Je pars du principe qu’il faut avoir beaucoup de choses à proposer, beaucoup de choix disponibles : si les gens qui passent par hasard dans la rue ne trouvent pas ce dont ils ont envie, ils ne vont pas revenir.
L’école m’a peut-être appris ça, à imaginer à qui s’adressent nos créations, j’essaie donc de comprendre ce que mes clients attendent de moi, et j’essaie d’y répondre. Je mets à profit les périodes creuses pour fabriquer, selon un plan de production établi en début d’année. A partir de janvier, je travaille énormément, sans relâche. La fabrication complète d’une pièce émaillée dure deux mois, alors à partir du mois de mai on ne peut plus faire de pièce pour l’été. Parfois, je prépare dès le printemps certaines de créations pour Noël, parce que la deuxième période creuse, de septembre à novembre, est trop courte.

 

Atelier Mataguerre,
@crédit photo Leah Guillout

Atelier Mataguerre,
@crédit photo Claire Lecreux

Par ailleurs, avec Thomas, nous assurons également la vente. Petit à petit, nous nous sommes distribué les rôles. C’est plutôt moi qui fabrique.
Avec mon mari, nous réalisons ensemble une collection de porcelaine. Il n’est pas potier, il réalise des gravures, des aquarelles, quelques fois de la céramique, mais pas au tour du potier. Alors que moi je me concentre beaucoup sur le tour de potier, qui est ma spécialité, sur les cuissons, les émaux, Thomas a un rôle très polyvalent, c’est plutôt lui qui prend en charge les clients, il fait la comptabilité, des démarches administratives …

Nous dirions que je donne l’impulsion et que Thomas va faire en sorte que cela aille au bout des choses, c’est précieux de pouvoir travailler à deux.

Dans votre parcours d'artisan d'art, y a-t-il eu un moment où vous avez été confrontée à un défi, à un cap, dans le développement de votre activité ? Et comment l'avez-vous abordé ?

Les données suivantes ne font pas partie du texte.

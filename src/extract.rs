//! Text extraction: binary document buffers to flat text.
//!
//! Extraction is deliberately lossy: headings, tables and positioning are
//! discarded, leaving a flat string with the source's line breaks. The
//! comparison stages operate on that linear stream.

use crate::error::{Error, Result};
use lopdf::Document;
use regex::Regex;
use unicode_normalization::UnicodeNormalization;

/// PDF magic bytes: %PDF-
const PDF_MAGIC: &[u8] = b"%PDF-";
const PDF_MAGIC_LEN: usize = 5;
const VERSION_LEN: usize = 3; // e.g., "1.7"

/// PDF header information.
#[derive(Debug, Clone, PartialEq, Eq)]
pub struct PdfFormat {
    /// PDF version (e.g., "1.7", "2.0")
    pub version: String,
}

impl std::fmt::Display for PdfFormat {
    fn fmt(&self, f: &mut std::fmt::Formatter<'_>) -> std::fmt::Result {
        write!(f, "PDF {}", self.version)
    }
}

/// Sniff the PDF header from bytes.
///
/// # Returns
/// * `Ok(PdfFormat)` if the data starts with a valid PDF header
/// * `Err(Error::UnknownFormat)` if the data is not a PDF
/// * `Err(Error::UnsupportedVersion)` if the version marker is malformed
pub fn sniff_pdf(data: &[u8]) -> Result<PdfFormat> {
    if data.len() < PDF_MAGIC_LEN + VERSION_LEN {
        return Err(Error::UnknownFormat);
    }

    if !data.starts_with(PDF_MAGIC) {
        return Err(Error::UnknownFormat);
    }

    let version_bytes = &data[PDF_MAGIC_LEN..PDF_MAGIC_LEN + VERSION_LEN];
    let version = String::from_utf8_lossy(version_bytes).to_string();

    if !is_valid_version(&version) {
        return Err(Error::UnsupportedVersion(version));
    }

    Ok(PdfFormat { version })
}

/// Check if a version string looks like "1.0" to "2.0".
fn is_valid_version(version: &str) -> bool {
    if version.len() != 3 {
        return false;
    }

    let chars: Vec<char> = version.chars().collect();
    chars[0].is_ascii_digit() && chars[1] == '.' && chars[2].is_ascii_digit()
}

/// Check if bytes represent a valid PDF header.
pub fn is_pdf(data: &[u8]) -> bool {
    sniff_pdf(data).is_ok()
}

/// Trait for converting document bytes to plain text.
///
/// Implement this to compare formats other than PDF; the comparison pipeline
/// only ever sees the extracted string.
pub trait TextExtractor: Send + Sync {
    /// Extract flat text from the given document bytes.
    fn extract(&self, bytes: &[u8]) -> Result<String>;
}

/// Default [`TextExtractor`] for PDF content, built on lopdf.
#[derive(Debug)]
pub struct PdfTextExtractor {
    newline_run: Regex,
}

impl PdfTextExtractor {
    /// Create a new PDF text extractor.
    pub fn new() -> Self {
        Self {
            newline_run: Regex::new(r"\n{3,}").unwrap(),
        }
    }

    /// Normalize extracted text before it is diffed.
    ///
    /// Applies Unicode NFC, strips trailing whitespace per line, and
    /// collapses runs of three or more newlines to a blank line. Both sides
    /// of a comparison pass through here, so the diff never sees artifacts
    /// of the extraction order.
    fn normalize(&self, text: &str) -> String {
        let text: String = text.nfc().collect();
        let lines: Vec<&str> = text.lines().map(|line| line.trim_end()).collect();
        let joined = lines.join("\n");
        self.newline_run.replace_all(&joined, "\n\n").trim().to_string()
    }
}

impl Default for PdfTextExtractor {
    fn default() -> Self {
        Self::new()
    }
}

impl TextExtractor for PdfTextExtractor {
    fn extract(&self, bytes: &[u8]) -> Result<String> {
        sniff_pdf(bytes)?;

        let doc = Document::load_mem(bytes)?;
        if doc.is_encrypted() {
            return Err(Error::Encrypted);
        }

        let pages = doc.get_pages();
        let mut parts = Vec::with_capacity(pages.len());
        for page_num in pages.keys() {
            let text = doc
                .extract_text(&[*page_num])
                .map_err(|e| Error::TextExtract(format!("Page {}: {}", page_num, e)))?;
            parts.push(text);
        }

        Ok(self.normalize(&parts.join("\n")))
    }
}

On en a régulièrement des caps. Le dernier c’était il y a presque un an. Nous avons pris un deuxième local. Notre atelier est petit et, comme je le disais, je produis beaucoup, je n’avais pas la place de stocker. Nous avons pris un local voisin pour en faire un deuxième atelier. Cela me permet de produire davantage, d’avoir deux fours, d’aller plus vite et plus efficacement.

Un petit cap c’est aussi d’avoir parfois des employés, pour des petits boulots d’été, qui leur permettent aussi de se former. Pour nous, ce n’était pas évident de franchir le cap pour employer quelqu’un.

Et nous nous remettons en question régulièrement. Comme lorsque nous nous sommes aperçu de l’importance d’avoir une boutique bien agencée, une apparence soignée pour accueillir les clients … c’est vrai que nous avons démarré de façon très artisanale, et que nous négligions un peu ces aspects-là. Le déclic a été l’installation d’une boutique voisine, très soignée, alors nous nous sommes mis à niveau 🙂.
Nous restons attentifs aux tendances, aux attentes des clients, à l’installation d’un nouveau professionnel …
Et on essaie de se former. C’est peut-être anecdotique mais, pour me confirmer ou me rassurer dans mes actions, j’ai eu besoin de rencontrer une structure comme AMEADE, hélas bien après avoir créé mon entreprise, moment où j’en avais le plus besoin.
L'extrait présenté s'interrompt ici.